Atualmente, entre os principais riscos que a economia solidária enfrenta estão dois: a pouca compreensão que as forças progressistas, democráticas e revolucionárias das sociedades têm a seu respeito e a incursão que as forças capitalistas vem fazendo em torno do conceito de solidariedade, vinculado-o à noção de responsabilidade social. Isso leva ao resultado de que grande parte das forças sociais, mesmo as melhor informadas, imaginem que a economia solidária seja um espécie de capitalismo que leva a sério a responsabilidade social. Esse preconceito, especialmente em meio às forças de esquerda, somado à ofensiva no campo dos valores por setores de direita – pretendendo fazer-se passar por ambientalmente e socialmente responsáveis – leva a economia solidária para um campo de diálogo em que a esquerda lhe pede que apresente justificativas de possibilidade histórica ao invés de centrar o debate na efetividade de sua atual realidade histórica, em que aboliu a contradição entre capital e trabalho, pelo simples fato que os trabalhadores são proprietários dos empreendimentos e decidem democraticamente, autogestionarimente, o que fazer deles. E porque democraticamente colaboram com outros empreendimentos solidários numa relação de complementariedade vantajosa para todos. E assim, enquanto se debate se a economia solidária não perderá os seus valores na medida em que cresça, gigantescas parcelas dos setores sociais progressistas continuam a consumir produtos não-solidários sem se perguntar a fundo sobre a efetividade histórica presente de seu próprio consumo, que realimenta teias econômicas locais e globais do capitalismo. Pois, de fato, não sabem distinguir o que é uma iniciativa de economia solidária e o que é uma empresa capitalista que apregoa a "responsabilidade social" como estratégia de marketing. Por outra parte, atores de economia solidária, buscando apoios públicos, particularmente governamentais, não explicitam o caráter contraditório e revolucionário dessa nova economia, permitindo que sobre ela seja feita uma leitura ambígua, carregando nas tintas de sua característica de responsabilidade social e ambiental – uma vez que para a economia solidária essa responsabilidade não é uma simulação, mas um compromisso verdadeiro.

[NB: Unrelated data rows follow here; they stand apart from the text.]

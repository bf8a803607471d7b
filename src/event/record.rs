//! Event records as read from the tracker log
//!
//! `RawEvent` mirrors the wire format with every field optional. Validation
//! into `Event` happens once, at ingestion; downstream code never re-checks
//! required fields.

use super::types::{DocumentId, VisitorId};
use serde::{Deserialize, Serialize};
use serde_json::{Map, Value};
use std::fmt;

/// Kind of tracker event
#[derive(Debug, Clone, PartialEq, Eq, Hash, Serialize, Deserialize)]
#[serde(from = "String", into = "String")]
pub enum EventType {
    Impression,
    Pageview,
    Pagereadtime,
    Read,
    /// Any type the analyzer does not interpret, kept by name
    Other(String),
}

impl EventType {
    pub fn parse(name: &str) -> Self {
        match name {
            "impression" => EventType::Impression,
            "pageview" => EventType::Pageview,
            "pagereadtime" => EventType::Pagereadtime,
            "read" => EventType::Read,
            other => EventType::Other(other.to_string()),
        }
    }

    pub fn as_str(&self) -> &str {
        match self {
            EventType::Impression => "impression",
            EventType::Pageview => "pageview",
            EventType::Pagereadtime => "pagereadtime",
            EventType::Read => "read",
            EventType::Other(name) => name,
        }
    }
}

impl fmt::Display for EventType {
    fn fmt(&self, f: &mut fmt::Formatter<'_>) -> fmt::Result {
        f.write_str(self.as_str())
    }
}

impl From<String> for EventType {
    fn from(s: String) -> Self {
        EventType::parse(&s)
    }
}

impl From<EventType> for String {
    fn from(t: EventType) -> Self {
        t.as_str().to_string()
    }
}

/// One row of the tracker log before validation
#[derive(Debug, Clone, Default, PartialEq)]
pub struct RawEvent {
    pub visitor_uuid: Option<String>,
    pub subject_doc_id: Option<String>,
    pub event_type: Option<String>,
    pub event_readtime: Option<u64>,
    pub visitor_useragent: Option<String>,
    pub visitor_country: Option<String>,
}

impl RawEvent {
    /// Read the known fields of one JSON object
    ///
    /// A field holding an unexpected JSON type reads as absent. Ids must be
    /// strings; anything else leaves them `None` and the row fails validation.
    pub fn from_object(object: &Map<String, Value>) -> Self {
        let text = |key: &str| object.get(key).and_then(Value::as_str).map(str::to_owned);

        RawEvent {
            visitor_uuid: text("visitor_uuid"),
            subject_doc_id: text("subject_doc_id"),
            event_type: text("event_type"),
            event_readtime: object.get("event_readtime").and_then(millis),
            visitor_useragent: text("visitor_useragent"),
            visitor_country: text("visitor_country"),
        }
    }
}

// Integral or float milliseconds; negative and non-finite values read as absent
fn millis(value: &Value) -> Option<u64> {
    if let Some(n) = value.as_u64() {
        return Some(n);
    }
    value
        .as_f64()
        .filter(|f| f.is_finite() && *f >= 0.0)
        .map(|f| f as u64)
}

/// Why a raw row was rejected
#[derive(Debug, Clone, Copy, PartialEq, Eq)]
pub enum MissingField {
    VisitorId,
    DocumentId,
}

impl fmt::Display for MissingField {
    fn fmt(&self, f: &mut fmt::Formatter<'_>) -> fmt::Result {
        match self {
            MissingField::VisitorId => f.write_str("visitor_uuid"),
            MissingField::DocumentId => f.write_str("subject_doc_id"),
        }
    }
}

/// A validated visitor/document interaction
///
/// Immutable once built; the log it belongs to is a static snapshot.
#[derive(Debug, Clone, PartialEq, Serialize)]
pub struct Event {
    pub visitor_id: VisitorId,
    pub document_id: DocumentId,
    pub event_type: EventType,
    /// Milliseconds; only meaningful on `pagereadtime` events
    pub read_time: Option<u64>,
    pub user_agent: Option<String>,
    /// ISO 3166-1 alpha-2 code
    pub country: Option<String>,
}

impl Event {
    /// Create an event with only the required fields
    pub fn new(
        visitor_id: impl Into<VisitorId>,
        document_id: impl Into<DocumentId>,
        event_type: EventType,
    ) -> Self {
        Event {
            visitor_id: visitor_id.into(),
            document_id: document_id.into(),
            event_type,
            read_time: None,
            user_agent: None,
            country: None,
        }
    }

    pub fn with_read_time(mut self, millis: u64) -> Self {
        self.read_time = Some(millis);
        self
    }

    pub fn with_user_agent(mut self, ua: impl Into<String>) -> Self {
        self.user_agent = Some(ua.into());
        self
    }

    pub fn with_country(mut self, code: impl Into<String>) -> Self {
        self.country = Some(code.into());
        self
    }

    pub fn is_read_time(&self) -> bool {
        self.event_type == EventType::Pagereadtime
    }
}

impl TryFrom<RawEvent> for Event {
    type Error = MissingField;

    fn try_from(raw: RawEvent) -> Result<Self, Self::Error> {
        let visitor = non_empty(raw.visitor_uuid).ok_or(MissingField::VisitorId)?;
        let document = non_empty(raw.subject_doc_id).ok_or(MissingField::DocumentId)?;
        let event_type = raw
            .event_type
            .map(EventType::from)
            .unwrap_or_else(|| EventType::Other(String::new()));

        Ok(Event {
            visitor_id: VisitorId::new(visitor),
            document_id: DocumentId::new(document),
            event_type,
            read_time: raw.event_readtime,
            user_agent: non_empty(raw.visitor_useragent),
            country: non_empty(raw.visitor_country),
        })
    }
}

fn non_empty(value: Option<String>) -> Option<String> {
    value.filter(|v| !v.trim().is_empty())
}
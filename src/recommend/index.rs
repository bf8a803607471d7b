//! Request-scoped view of the implicit reader <-> document bipartite graph
//!
//! Nothing is precomputed: each lookup is answered from the `EventStore` the
//! first time an id is asked for and memoised for the rest of the request.
//! Sets iterate in first-seen log order, which is what makes ranking
//! tie-breaks reproducible.

use crate::event::{DocumentId, EventStore, StoreResult, VisitorId};
use indexmap::IndexSet;
use rustc_hash::FxHashMap;

/// Distinct visitors of one document, in first-seen order
pub type ReaderSet = IndexSet<VisitorId>;

/// Distinct documents of one visitor, in first-seen order
pub type DocumentSet = IndexSet<DocumentId>;

pub struct BipartiteIndex<'a, S: EventStore + ?Sized> {
    store: &'a S,
    readers: FxHashMap<DocumentId, ReaderSet>,
    documents: FxHashMap<VisitorId, DocumentSet>,
    store_lookups: usize,
}

impl<'a, S: EventStore + ?Sized> BipartiteIndex<'a, S> {
    pub fn new(store: &'a S) -> Self {
        Self {
            store,
            readers: FxHashMap::default(),
            documents: FxHashMap::default(),
            store_lookups: 0,
        }
    }

    /// Distinct visitors with at least one event against `document`
    pub fn readers_of(&mut self, document: &DocumentId) -> StoreResult<&ReaderSet> {
        if !self.readers.contains_key(document) {
            let set: ReaderSet = self
                .store
                .events_for_document(document)?
                .into_iter()
                .map(|e| e.visitor_id.clone())
                .collect();
            self.store_lookups += 1;
            self.readers.insert(document.clone(), set);
        }
        Ok(&self.readers[document])
    }

    /// Distinct documents `visitor` has events against
    pub fn documents_of(&mut self, visitor: &VisitorId) -> StoreResult<&DocumentSet> {
        if !self.documents.contains_key(visitor) {
            let set: DocumentSet = self
                .store
                .events_for_visitor(visitor)?
                .into_iter()
                .map(|e| e.document_id.clone())
                .collect();
            self.store_lookups += 1;
            self.documents.insert(visitor.clone(), set);
        }
        Ok(&self.documents[visitor])
    }

    /// Number of times the store was consulted by this index
    pub fn store_lookups(&self) -> usize {
        self.store_lookups
    }
}
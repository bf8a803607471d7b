//! Views by country and by continent

use super::continent::{continent_of, UNKNOWN};
use crate::event::{EventStore, StoreResult};
use crate::rank::CountTable;

/// Views per country code; events without a country are not counted
pub fn country_counts<S: EventStore + ?Sized>(store: &S) -> StoreResult<CountTable<String>> {
    let events = store.events()?;
    Ok(CountTable::tally(
        events.into_iter().filter_map(|e| e.country.clone()),
    ))
}

/// Views per continent; unknown or missing countries count as "Unknown"
pub fn continent_counts<S: EventStore + ?Sized>(store: &S) -> StoreResult<CountTable<String>> {
    let events = store.events()?;
    Ok(CountTable::tally(events.into_iter().map(|e| {
        e.country
            .as_deref()
            .and_then(continent_of)
            .unwrap_or(UNKNOWN)
            .to_string()
    })))
}

#[cfg(test)]
mod tests {
    use super::*;
    use crate::event::{Event, EventLog, EventType};

    fn log() -> EventLog {
        vec![
            Event::new("v1", "d1", EventType::Pageview).with_country("GB"),
            Event::new("v2", "d1", EventType::Pageview).with_country("US"),
            Event::new("v3", "d1", EventType::Pageview).with_country("FR"),
            Event::new("v4", "d1", EventType::Pageview).with_country("GB"),
            Event::new("v5", "d1", EventType::Pageview),
            Event::new("v6", "d1", EventType::Pageview).with_country("ZZ"),
        ]
        .into_iter()
        .collect()
    }

    #[test]
    fn test_country_counts() {
        let counts = country_counts(&log()).unwrap();
        let rows: Vec<(&str, u64)> = counts.iter().map(|(k, c)| (k.as_str(), c)).collect();
        assert_eq!(rows, vec![("GB", 2), ("US", 1), ("FR", 1), ("ZZ", 1)]);
    }

    #[test]
    fn test_continent_counts() {
        let counts = continent_counts(&log()).unwrap();
        let rows: Vec<(&str, u64)> = counts.iter().map(|(k, c)| (k.as_str(), c)).collect();
        assert_eq!(rows, vec![("Europe", 3), ("Unknown", 2), ("North America", 1)]);
    }
}
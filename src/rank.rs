//! Ordered count tables
//!
//! Every aggregation in the crate ends in the same shape: a list of
//! `(key, count)` sorted by count descending, ties kept in the order the keys
//! were first seen. `CountTable` is that shape. Counting goes through an
//! insertion-ordered map and the final sort is stable, so identical input
//! always yields identical output.

use indexmap::IndexMap;
use serde::Serialize;
use std::hash::Hash;

#[derive(Debug, Clone, PartialEq, Eq, Serialize)]
pub struct CountTable<K> {
    entries: Vec<(K, u64)>,
}

impl<K: Hash + Eq> CountTable<K> {
    /// Count occurrences of each key and rank them
    pub fn tally<I: IntoIterator<Item = K>>(items: I) -> Self {
        Self::sum(items.into_iter().map(|k| (k, 1)))
    }

    /// Sum weights per key and rank the totals
    pub fn sum<I: IntoIterator<Item = (K, u64)>>(items: I) -> Self {
        let mut totals: IndexMap<K, u64> = IndexMap::new();
        for (key, weight) in items {
            *totals.entry(key).or_insert(0) += weight;
        }
        Self::from_counts(totals)
    }

    /// Rank counts already accumulated in first-seen order
    pub fn from_counts(counts: IndexMap<K, u64>) -> Self {
        let mut entries: Vec<(K, u64)> = counts.into_iter().collect();
        // stable: equal counts keep first-seen order
        entries.sort_by(|a, b| b.1.cmp(&a.1));
        CountTable { entries }
    }

    /// Count recorded for `key`, if present
    pub fn get(&self, key: &K) -> Option<u64> {
        self.entries
            .iter()
            .find(|(k, _)| k == key)
            .map(|(_, count)| *count)
    }
}

impl<K> CountTable<K> {
    pub fn empty() -> Self {
        CountTable {
            entries: Vec::new(),
        }
    }

    /// The first `k` entries; the whole table when it is shorter.
    ///
    /// `k == 0` yields an empty table.
    pub fn top_k(&self, k: usize) -> Self
    where
        K: Clone,
    {
        CountTable {
            entries: self.entries.iter().take(k).cloned().collect(),
        }
    }

    pub fn truncate(&mut self, k: usize) {
        self.entries.truncate(k);
    }

    pub fn len(&self) -> usize {
        self.entries.len()
    }

    pub fn is_empty(&self) -> bool {
        self.entries.is_empty()
    }

    pub fn iter(&self) -> impl Iterator<Item = (&K, u64)> {
        self.entries.iter().map(|(k, c)| (k, *c))
    }

    pub fn keys(&self) -> impl Iterator<Item = &K> {
        self.entries.iter().map(|(k, _)| k)
    }

    pub fn entries(&self) -> &[(K, u64)] {
        &self.entries
    }

    pub fn total(&self) -> u64 {
        self.entries.iter().map(|(_, c)| c).sum()
    }
}

impl<K> Default for CountTable<K> {
    fn default() -> Self {
        Self::empty()
    }
}

impl<K> IntoIterator for CountTable<K> {
    type Item = (K, u64);
    type IntoIter = std::vec::IntoIter<(K, u64)>;

    fn into_iter(self) -> Self::IntoIter {
        self.entries.into_iter()
    }
}
//! Top readers by accumulated read time

use crate::event::{EventStore, StoreResult, VisitorId};
use crate::rank::CountTable;

/// The `n` visitors with the largest summed read time (milliseconds)
///
/// Only `pagereadtime` events count; every other event type is ignored even
/// when it carries a read time.
pub fn top_readers<S: EventStore + ?Sized>(
    store: &S,
    n: usize,
) -> StoreResult<CountTable<VisitorId>> {
    let events = store.events()?;
    let mut totals = CountTable::sum(
        events
            .into_iter()
            .filter(|e| e.is_read_time())
            .map(|e| (e.visitor_id.clone(), e.read_time.unwrap_or(0))),
    );
    totals.truncate(n);
    Ok(totals)
}

#[cfg(test)]
mod tests {
    use super::*;
    use crate::event::{Event, EventLog, EventType};

    #[test]
    fn test_only_read_time_events_count() {
        let log: EventLog = vec![
            Event::new("v1", "d1", EventType::Pagereadtime).with_read_time(1_000),
            Event::new("v2", "d1", EventType::Pageview).with_read_time(99_999),
            Event::new("v2", "d2", EventType::Pagereadtime).with_read_time(400),
            Event::new("v1", "d2", EventType::Pagereadtime).with_read_time(500),
            Event::new("v3", "d1", EventType::Read).with_read_time(50_000),
        ]
        .into_iter()
        .collect();

        let top = top_readers(&log, 10).unwrap();
        let rows: Vec<(&str, u64)> = top.iter().map(|(v, t)| (v.as_str(), t)).collect();
        assert_eq!(rows, vec![("v1", 1_500), ("v2", 400)]);
    }

    #[test]
    fn test_top_readers_limit() {
        let log: EventLog = (0..25u64)
            .map(|i| {
                Event::new(format!("v{}", i), "d1", EventType::Pagereadtime).with_read_time(i * 10)
            })
            .collect();

        let top = top_readers(&log, 10).unwrap();
        assert_eq!(top.len(), 10);
        assert_eq!(top.keys().next(), Some(&VisitorId::new("v24")));
        assert_eq!(top.iter().last().map(|(_, t)| t), Some(150));
    }
}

Mas fato é que na América Latina essa economia avança rapidamente, enfrentando os seus desafios, aprendendo com seus acertos e erros.
Cito apenas um exemplo. Na Argentina, depois de um crescimento gigantesco do número dos grupos de trocas que emitiam moedas sociais locais, alcançando seguramente a mais de dois milhões de participantes – embora alguns levantamentos apontassem de três a cinco milhões – houve um refluxo considerável em razão de problemas metodológicos e organizativos, com denúncias de desvio de finalidades de algumas práticas em escala nacional. A gravidade da situação levou à emergência de uma nova rede nacional de trocas solidárias, aprimorando os instrumentos organizativos e a metodologia de funcionamento. Ocorre que no Brasil, o aprimoramento no emprego das moedas sociais, considerando os acertos e erros cometidos na Argentina e em outros países, levou ao surgimento de bancos comunitários que operam com moedas sociais emitidas na comunidade e de circulação local, porém lastreadas com fundos de micro-crédito solidário. Com base nessa experiência está em curso atualmente na Venezuela a organização de uma rede de bancos comunitários que realizam a emissão de moedas locais. Por sua vez, no México, desenvolveu-se um sistema de intercâmbio em que as moedas sociais não são mais emitidas em papel, mas registradas como créditos eletrônicos em smart cards que permitem realizar operações de intercâmbio através de redes de comunicação de dados. Por sua vez, no Brasil, desenvolveu-se um sistema eletrônico que possibilita a realização de transações tanto com o emprego de moedas locais não lastreadas, que circulam apenas entre os membros de um mesmo grupo de usuários-emissores, quanto de moedas sociais astreadas, como forma de pagamento entre quaisquer usuários do sistema, sem a necessidade de smart cards. Vemos, portanto, que as diversas soluções, os acertos e os erros, são importantes fontes de aprendizado. E que a economia solidária na América Latina, graças aos fluxos de comunicação em redes colaborativas, tem crescido, sabendo aprender com eles.